3. Dekomposisi yang biasanya disebabkan oleh panas
Tekanan pada penyulingan (tekanan atmosfer, di atas, atau di
bawah tekanan atmosfer) dapat diatasi, tetapi suhu uap atau campuran
uap yang menerobos bahan dalam ketel penyulingn dapat berfluktuasi
(naik-turun) tergantung dari fluktuasi tekanan. Pada awal pemanasan
(suhu rendah), persenyawaan dalam minyak atsiri yang bertitik didih
rendah akan dibebaskan akibat perajangan dan akan menguap terlebih
dahulu. Jika persenyawaan minyak atsiri yang bertitik didih lebih
tinggi jumlahnya dominan dalam uap dan jumlah uap air minyak atsiri
dalam fase uap mulai berkurang, maka suhu akan naik secara bertahap
hingga mencapai suhu uap jenuh pada tekanan operasional.
Pada saat praktikum digunakan daun tanaman nilam untuk diperoleh
minyak nilam. Nilam (Pogostemon cablin Benth.) adalah suatu semak tropis
penghasil sejenis minyak atsiri yang dinamakan sama (minyak nilam).
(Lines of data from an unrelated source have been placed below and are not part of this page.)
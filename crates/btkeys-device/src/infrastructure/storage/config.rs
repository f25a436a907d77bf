//! TOML configuration for the keyboard peripheral.
//!
//! Every field has a default, so a missing file or a partial file both load.
//! Nothing is ever written back.
//!
//! ```toml
//! [device]
//! name = "btkeys"
//! description = "Bluetooth HID keyboard"
//! provider = "btkeys"
//! subclass = 0x40
//!
//! [bluetooth]
//! discoverable_secs = 120
//!
//! [logging]
//! log_level = "info"
//! ```

use std::path::{Path, PathBuf};
use std::time::Duration;

use btkeys_core::KEYBOARD_REPORT_DESCRIPTOR;
use serde::{Deserialize, Serialize};
use thiserror::Error;

use crate::application::profile::SdpSettings;

/// Error type for configuration loading.
#[derive(Debug, Error)]
pub enum ConfigError {
    /// A file system I/O error occurred.
    #[error("I/O error accessing config at {path}: {source}")]
    Io {
        path: PathBuf,
        #[source]
        source: std::io::Error,
    },

    /// The TOML content could not be parsed.
    #[error("failed to parse config TOML: {0}")]
    Parse(#[from] toml::de::Error),
}

// ── Config schema types ───────────────────────────────────────────────────────

#[derive(Debug, Clone, Default, Serialize, Deserialize, PartialEq)]
pub struct DeviceConfig {
    #[serde(default)]
    pub device: DeviceSection,
    #[serde(default)]
    pub bluetooth: BluetoothSection,
    #[serde(default)]
    pub logging: LoggingSection,
}

/// SDP record fields advertised at registration.
#[derive(Debug, Clone, Serialize, Deserialize, PartialEq)]
pub struct DeviceSection {
    #[serde(default = "default_name")]
    pub name: String,
    #[serde(default = "default_description")]
    pub description: String,
    #[serde(default = "default_provider")]
    pub provider: String,
    /// HID device subclass (`0x40` keyboard).
    #[serde(default = "default_subclass")]
    pub subclass: u8,
}

#[derive(Debug, Clone, Serialize, Deserialize, PartialEq)]
pub struct BluetoothSection {
    /// How long `request_discoverable` keeps the adapter visible.
    #[serde(default = "default_discoverable_secs")]
    pub discoverable_secs: u64,
}

#[derive(Debug, Clone, Serialize, Deserialize, PartialEq)]
pub struct LoggingSection {
    /// `tracing` filter used when `RUST_LOG` is unset.
    #[serde(default = "default_log_level")]
    pub log_level: String,
}

// ── Default helpers ───────────────────────────────────────────────────────────

fn default_name() -> String {
    "btkeys".to_string()
}
fn default_description() -> String {
    "Bluetooth HID keyboard".to_string()
}
fn default_provider() -> String {
    "btkeys".to_string()
}
fn default_subclass() -> u8 {
    0x40
}
fn default_discoverable_secs() -> u64 {
    120
}
fn default_log_level() -> String {
    "info".to_string()
}

impl Default for DeviceSection {
    fn default() -> Self {
        Self {
            name: default_name(),
            description: default_description(),
            provider: default_provider(),
            subclass: default_subclass(),
        }
    }
}

impl Default for BluetoothSection {
    fn default() -> Self {
        Self {
            discoverable_secs: default_discoverable_secs(),
        }
    }
}

impl Default for LoggingSection {
    fn default() -> Self {
        Self {
            log_level: default_log_level(),
        }
    }
}

impl DeviceConfig {
    /// Parses configuration text.
    ///
    /// # Errors
    ///
    /// Returns [`ConfigError::Parse`] if the TOML is malformed.
    pub fn from_toml_str(content: &str) -> Result<Self, ConfigError> {
        Ok(toml::from_str(content)?)
    }

    /// Service record for profile registration.
    pub fn sdp_settings(&self) -> SdpSettings {
        SdpSettings {
            name: self.device.name.clone(),
            description: self.device.description.clone(),
            provider: self.device.provider.clone(),
            subclass: self.device.subclass,
            report_descriptor: KEYBOARD_REPORT_DESCRIPTOR.to_vec(),
        }
    }

    pub fn discoverable_duration(&self) -> Duration {
        Duration::from_secs(self.bluetooth.discoverable_secs)
    }
}

/// Loads configuration from `path`, returning defaults if the file does not
/// exist.
///
/// # Errors
///
/// Returns [`ConfigError::Io`] for file-system errors other than "not found",
/// and [`ConfigError::Parse`] if the TOML is malformed.
pub fn load_config(path: &Path) -> Result<DeviceConfig, ConfigError> {
    match std::fs::read_to_string(path) {
        Ok(content) => DeviceConfig::from_toml_str(&content),
        Err(e) if e.kind() == std::io::ErrorKind::NotFound => Ok(DeviceConfig::default()),
        Err(e) => Err(ConfigError::Io {
            path: path.to_path_buf(),
            source: e,
        }),
    }
}

// ── Tests ─────────────────────────────────────────────────────────────────────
Dalam
perdagangan internasional, minyak nilam dikenal sebagai minyak patchouli
(dari bahasa Tamil patchai (hijau) dan ellai (daun), karena minyaknya
disuling dari daun). Aroma minyak nilam dikenal 'berat' dan 'kuat' dan telah
berabad-abad digunakan sebagai wangi-wangian (parfum) dan bahan dupa
atau setanggi pada tradisi timur. Harga jual minyak nilam termasuk yang
tertinggi apabila dibandingkan dengan minyak atsiri lainnya.
Minyak nilam tergolong dalam minyak atsiri dengan komponen
utamanya adalah patchoulol. Daun dan bunga nilam mengandung minyak ini,
tetapi orang biasanya mendapatkan minyak nilam dari penyulingan uap
terhadap daun keringnya (seperti pada minyak cengkeh). Di Indonesia minyak
nilam juga disuling dari kerabat dekat nilam yang asli dari Indonesia, nilam
Jawa (Pogostemon heyneani), yang memiliki kualitas lebih rendah.
Minyak nilam yang baik umumnya memiliki kadar PA di atas 30%,
berwarna kuning jernih, dan memiliki wangi yang khas dan sulit dihilangkan.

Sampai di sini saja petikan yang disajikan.